§ What is being asked
Return exactly the lines below, starting with the one that has "let mut a = angle % (2.0 * PI);" and going on through the one that has "Returns the signed".

————

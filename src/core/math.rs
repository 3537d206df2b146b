//! Mathematical primitives for 2D localization.
//!
//! Functions for angle normalization and angular arithmetic.

use std::f64::consts::PI;

/// Normalize angle to (-π, π].
///
/// # Example
/// ```
/// use dhruva_mcl::core::math::normalize_angle;
/// use std::f64::consts::PI;
///
/// assert!((normalize_angle(3.0 * PI) - PI).abs() < 1e-12);
/// assert!((normalize_angle(-PI) - PI).abs() < 1e-12);
/// ```
#[inline]
pub fn normalize_angle(angle: f64) -> f64 {
    let mut a = angle % (2.0 * PI);
    if a > PI {
        a -= 2.0 * PI;
    } else if a <= -PI {
        a += 2.0 * PI;
    }
    a
}

/// Shortest angular difference from angle `a` to angle `b`.
///
/// Returns the signed angle you need to add to `a` to reach `b`,
/// taking the shortest path around the circle.
#[inline]
pub fn angle_diff(a: f64, b: f64) -> f64 {
    normalize_angle(b - a)
}

/// Linear interpolation between two angles, taking the shortest path.
///
/// `t` should be in [0, 1] where 0 returns `a` and 1 returns `b`.
#[inline]
pub fn angle_lerp(a: f64, b: f64, t: f64) -> f64 {
    normalize_angle(a + angle_diff(a, b) * t)
}

#[cfg(test)]
mod tests {
    use super::*;
    use approx::assert_relative_eq;

    #[test]
    fn test_normalize_angle_zero() {
        assert_relative_eq!(normalize_angle(0.0), 0.0);
    }

    #[test]
    fn test_normalize_angle_boundary() {
        // Range is half-open: both ±π map to +π
        assert_relative_eq!(normalize_angle(PI), PI);
        assert_relative_eq!(normalize_angle(-PI), PI);
    }

    #[test]
    fn test_normalize_angle_wrap_positive() {
        assert_relative_eq!(normalize_angle(2.0 * PI), 0.0, epsilon = 1e-12);
        assert_relative_eq!(normalize_angle(3.0 * PI), PI, epsilon = 1e-12);
        assert_relative_eq!(normalize_angle(4.0 * PI), 0.0, epsilon = 1e-12);
    }

    #[test]
    fn test_normalize_angle_wrap_negative() {
        assert_relative_eq!(normalize_angle(-2.0 * PI), 0.0, epsilon = 1e-12);
        assert_relative_eq!(normalize_angle(-3.0 * PI), PI, epsilon = 1e-12);
    }

    #[test]
    fn test_normalize_angle_periodicity() {
        for k in -5i32..=5 {
            for &theta in &[0.0, 0.3, -0.3, 1.7, -2.9] {
                let shifted = theta + 2.0 * PI * k as f64;
                assert_relative_eq!(
                    normalize_angle(shifted),
                    normalize_angle(theta),
                    epsilon = 1e-9
                );
            }
        }
    }

    #[test]
    fn test_normalize_angle_in_range() {
        for i in -1000..1000 {
            let a = normalize_angle(i as f64 * 0.1);
            assert!(a > -PI && a <= PI, "Out of range: {}", a);
        }
    }

    #[test]
    fn test_angle_diff_same_sign() {
        assert_relative_eq!(angle_diff(0.0, PI / 2.0), PI / 2.0);
        assert_relative_eq!(angle_diff(PI / 2.0, 0.0), -PI / 2.0);
    }

    #[test]
    fn test_angle_diff_crossing_pi() {
        // From just below π to just above -π (should be small positive)
        assert_relative_eq!(angle_diff(PI - 0.1, -PI + 0.1), 0.2, epsilon = 1e-12);
        // From just above -π to just below π (should be small negative)
        assert_relative_eq!(angle_diff(-PI + 0.1, PI - 0.1), -0.2, epsilon = 1e-12);
    }

    #[test]
    fn test_angle_lerp() {
        assert_relative_eq!(angle_lerp(0.0, PI / 2.0, 0.0), 0.0);
        assert_relative_eq!(angle_lerp(0.0, PI / 2.0, 1.0), PI / 2.0);
        assert_relative_eq!(angle_lerp(0.0, PI / 2.0, 0.5), PI / 4.0);

        // Crossing ±π boundary
        let result = angle_lerp(PI - 0.1, -PI + 0.1, 0.5);
        assert_relative_eq!(result, PI, epsilon = 1e-12);
    }

    #[test]
    fn test_normalize_handles_nan_gracefully() {
        assert!(normalize_angle(f64::NAN).is_nan());
        assert!(normalize_angle(f64::INFINITY).is_nan());
    }
}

————

§ Your solution
    let mut a = angle % (2.0 * PI);
    if a > PI {
        a -= 2.0 * PI;
    } else if a <= -PI {
        a += 2.0 * PI;
    }
    a
}

/// Shortest angular difference from angle `a` to angle `b`.
///
/// Returns the signed angle you need to add to `a` to reach `b`,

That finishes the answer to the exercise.